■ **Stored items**
··········

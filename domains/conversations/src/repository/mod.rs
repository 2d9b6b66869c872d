//! Repository implementations for Conversations domain

pub mod conversations;
pub mod directory;
pub mod memory;
pub mod messages;
pub mod store;
pub mod transactions;

use sqlx::{PgPool, Postgres, Transaction};

pub use conversations::ConversationRepository;
pub use directory::{Directory, InMemoryDirectory, PgDirectory};
pub use memory::InMemoryConversationStore;
pub use messages::MessageRepository;
pub use store::ConversationStore;

/// Combined repository access for the Conversations domain
#[derive(Clone)]
pub struct ConversationsRepositories {
    pool: PgPool,
    pub conversations: ConversationRepository,
    pub messages: MessageRepository,
}

impl ConversationsRepositories {
    pub fn new(pool: PgPool) -> Self {
        Self {
            conversations: ConversationRepository::new(pool.clone()),
            messages: MessageRepository::new(pool.clone()),
            pool,
        }
    }

    /// Begin a new database transaction.
    pub async fn begin(&self) -> std::result::Result<Transaction<'static, Postgres>, sqlx::Error> {
        self.pool.begin().await
    }
}
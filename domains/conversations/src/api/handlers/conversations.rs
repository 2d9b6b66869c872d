//! Conversation API handlers

use axum::{
    extract::{Path, State},
    http::StatusCode,
    Json,
};
use serde::Deserialize;
use swapshop_auth::AuthUser;
use swapshop_common::{Result, ValidatedJson};
use uuid::Uuid;
use validator::Validate;

use crate::api::middleware::ConversationsState;
use super::MAX_CONTENT_LENGTH;
use crate::domain::views::{ConversationSummary, StartedConversation, UnreadCount};

/// Request for contacting a seller
#[derive(Debug, Deserialize, Validate)]
pub struct StartConversationRequest {
    pub seller_id: Uuid,

    /// Listing the conversation is about
    #[serde(default)]
    #[validate(range(min = 1))]
    pub item_id: Option<i64>,

    #[validate(length(min = 1, max = MAX_CONTENT_LENGTH))]
    pub initial_message: String,
}

/// Contact a seller, creating the conversation on first contact
pub async fn start_conversation(
    AuthUser(ctx): AuthUser,
    State(state): State<ConversationsState>,
    ValidatedJson(req): ValidatedJson<StartConversationRequest>,
) -> Result<(StatusCode, Json<StartedConversation>)> {
    let started = state
        .service
        .start_conversation(ctx.user_id, req.seller_id, req.item_id, req.initial_message)
        .await?;

    Ok((StatusCode::CREATED, Json(started)))
}

/// List conversations for the authenticated user
pub async fn list_conversations(
    AuthUser(ctx): AuthUser,
    State(state): State<ConversationsState>,
) -> Result<Json<Vec<ConversationSummary>>> {
    let summaries = state.service.list_conversations(ctx.user_id).await?;
    Ok(Json(summaries))
}

/// Get a single conversation by ID
pub async fn get_conversation(
    AuthUser(ctx): AuthUser,
    State(state): State<ConversationsState>,
    Path(id): Path<Uuid>,
) -> Result<Json<ConversationSummary>> {
    let summary = state.service.get_conversation(id, ctx.user_id).await?;
    Ok(Json(summary))
}

/// Unread badge count for the authenticated user
pub async fn get_unread_count(
    AuthUser(ctx): AuthUser,
    State(state): State<ConversationsState>,
) -> Result<Json<UnreadCount>> {
    let count = state.service.get_unread_count(ctx.user_id).await?;
    Ok(Json(count))
}
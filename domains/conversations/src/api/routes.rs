//! Route definitions for Conversations domain API

use axum::{routing::get, Router};

use super::handlers::{conversations, messages};
use super::middleware::ConversationsState;

/// Create conversation routes
fn conversation_routes() -> Router<ConversationsState> {
    Router::new()
        .route(
            "/v1/conversations",
            get(conversations::list_conversations).post(conversations::start_conversation),
        )
        .route(
            "/v1/conversations/unread-count",
            get(conversations::get_unread_count),
        )
        .route("/v1/conversations/{id}", get(conversations::get_conversation))
}

/// Create message routes
fn message_routes() -> Router<ConversationsState> {
    Router::new().route(
        "/v1/conversations/{id}/messages",
        get(messages::list_messages).post(messages::send_message),
    )
}

/// Create all Conversations domain API routes
pub fn routes() -> Router<ConversationsState> {
    Router::new()
        .merge(conversation_routes())
        .merge(message_routes())
}
//! Read-side shapes: external users and items, and the annotated views
//! returned by listing and message retrieval.

use serde::{Deserialize, Serialize};
use uuid::Uuid;

use super::entities::{Conversation, Message, ParticipantRole};

/// Name used in notifications when a buyer has not set a display name
pub const FALLBACK_DISPLAY_NAME: &str = "A SwapShop user";

/// Full user record as seen by this domain (includes email, never serialized)
#[derive(Debug, Clone, PartialEq, sqlx::FromRow)]
pub struct UserProfile {
    pub id: Uuid,
    pub name: Option<String>,
    pub email: String,
    pub image: Option<String>,
}

impl UserProfile {
    pub fn display_name(&self) -> &str {
        self.name
            .as_deref()
            .filter(|n| !n.trim().is_empty())
            .unwrap_or(FALLBACK_DISPLAY_NAME)
    }

    pub fn public(&self) -> PublicProfile {
        PublicProfile {
            id: self.id,
            name: self.name.clone(),
            image: self.image.clone(),
        }
    }
}

/// Profile fields visible to other users
#[derive(Debug, Clone, PartialEq, Serialize, Deserialize)]
pub struct PublicProfile {
    pub id: Uuid,
    pub name: Option<String>,
    pub image: Option<String>,
}

/// Listing fields needed to render a conversation
#[derive(Debug, Clone, PartialEq, Serialize, Deserialize, sqlx::FromRow)]
pub struct ItemSummary {
    pub id: i64,
    pub name: Option<String>,
    pub image_url: Option<String>,
}

/// One entry of a user's conversation list
#[derive(Debug, Clone, Serialize)]
pub struct ConversationSummary {
    #[serde(flatten)]
    pub conversation: Conversation,
    pub role: ParticipantRole,
    pub other_user: Option<PublicProfile>,
    pub item: Option<ItemSummary>,
    pub latest_message: Option<Message>,
    pub unread_count: i64,
}

/// Message annotated with its sender's public profile
#[derive(Debug, Clone, Serialize)]
pub struct MessageWithSender {
    #[serde(flatten)]
    pub message: Message,
    pub sender: Option<PublicProfile>,
}

/// Result of `start_conversation`
#[derive(Debug, Clone, Serialize)]
pub struct StartedConversation {
    pub conversation: Conversation,
    pub message: Message,
    /// Whether this call created the conversation
    pub created: bool,
}

#[derive(Debug, Clone, Copy, PartialEq, Eq, Serialize, Deserialize)]
pub struct UnreadCount {
    pub count: i64,
}
//! Appending messages to an existing conversation

use swapshop_common::{Error, Result};
use uuid::Uuid;

use super::ConversationService;
use crate::domain::entities::Message;

impl ConversationService {
    /// Post a message as `sender_id`, who must be the buyer or the seller
    pub async fn send_message(
        &self,
        conversation_id: Uuid,
        sender_id: Uuid,
        content: String,
    ) -> Result<Message> {
        Message::validate_content(&content)?;

        let conversation = self
            .store
            .find_conversation(conversation_id)
            .await?
            .ok_or_else(|| Error::NotFound("Conversation not found".to_string()))?;
        conversation.ensure_participant(sender_id)?;

        let message = Message::new(conversation_id, sender_id, content)?;
        let stored = self.store.append_message(&message).await?;

        tracing::debug!(
            conversation_id = %conversation_id,
            message_id = %stored.id,
            sequence = stored.sequence,
            "Message sent"
        );
        Ok(stored)
    }
}
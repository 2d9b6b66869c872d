//! User and item lookups
//!
//! Users and listings are owned by other services. This domain only reads
//! them: from their tables in PostgreSQL, or from a map in tests.

use std::collections::HashMap;
use std::sync::{Arc, RwLock};

use async_trait::async_trait;
use sqlx::PgPool;
use swapshop_common::{Error, Result};
use uuid::Uuid;

use crate::domain::views::{ItemSummary, UserProfile};

#[async_trait]
pub trait Directory: Send + Sync {
    async fn find_user(&self, id: Uuid) -> Result<Option<UserProfile>>;

    async fn find_item(&self, id: i64) -> Result<Option<ItemSummary>>;
}

/// Read-model lookups against the shared `users` and `items` tables
#[derive(Clone)]
pub struct PgDirectory {
    pool: PgPool,
}

impl PgDirectory {
    pub fn new(pool: PgPool) -> Self {
        Self { pool }
    }
}

#[async_trait]
impl Directory for PgDirectory {
    async fn find_user(&self, id: Uuid) -> Result<Option<UserProfile>> {
        let user = sqlx::query_as::<_, UserProfile>(
            "SELECT id, name, email, image FROM users WHERE id = $1",
        )
        .bind(id)
        .fetch_optional(&self.pool)
        .await?;

        Ok(user)
    }

    async fn find_item(&self, id: i64) -> Result<Option<ItemSummary>> {
        let item = sqlx::query_as::<_, ItemSummary>(
            "SELECT id, name, image_url FROM items WHERE id = $1",
        )
        .bind(id)
        .fetch_optional(&self.pool)
        .await?;

        Ok(item)
    }
}

#[derive(Debug, Default)]
struct Entries {
    users: HashMap<Uuid, UserProfile>,
    items: HashMap<i64, ItemSummary>,
}

/// Directory backed by in-process maps
#[derive(Debug, Clone, Default)]
pub struct InMemoryDirectory {
    entries: Arc<RwLock<Entries>>,
}

impl InMemoryDirectory {
    pub fn new() -> Self {
        Self::default()
    }

    pub fn add_user(&self, user: UserProfile) {
        if let Ok(mut entries) = self.entries.write() {
            entries.users.insert(user.id, user);
        }
    }

    pub fn add_item(&self, item: ItemSummary) {
        if let Ok(mut entries) = self.entries.write() {
            entries.items.insert(item.id, item);
        }
    }

    pub fn remove_item(&self, id: i64) {
        if let Ok(mut entries) = self.entries.write() {
            entries.items.remove(&id);
        }
    }
}

fn poisoned<T>(_: T) -> Error {
    Error::Internal("directory lock poisoned".to_string())
}

#[async_trait]
impl Directory for InMemoryDirectory {
    async fn find_user(&self, id: Uuid) -> Result<Option<UserProfile>> {
        Ok(self.entries.read().map_err(poisoned)?.users.get(&id).cloned())
    }

    async fn find_item(&self, id: i64) -> Result<Option<ItemSummary>> {
        Ok(self.entries.read().map_err(poisoned)?.items.get(&id).cloned())
    }
}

··········

■ **WHAT IS BEING ASKED**
Take the line above containing "use async_trait::async_trait;", the line containing "impl Directory for PgDirectory", and all lines in between, and copy them exactly without anything else.

■ **REPLY**
use async_trait::async_trait;
use sqlx::PgPool;
use swapshop_common::{Error, Result};
use uuid::Uuid;

use crate::domain::views::{ItemSummary, UserProfile};

#[async_trait]
pub trait Directory: Send + Sync {
    async fn find_user(&self, id: Uuid) -> Result<Option<UserProfile>>;

    async fn find_item(&self, id: i64) -> Result<Option<ItemSummary>>;
}

/// Read-model lookups against the shared `users` and `items` tables
#[derive(Clone)]
pub struct PgDirectory {
    pool: PgPool,
}

impl PgDirectory {
    pub fn new(pool: PgPool) -> Self {
        Self { pool }
    }
}

#[async_trait]
impl Directory for PgDirectory {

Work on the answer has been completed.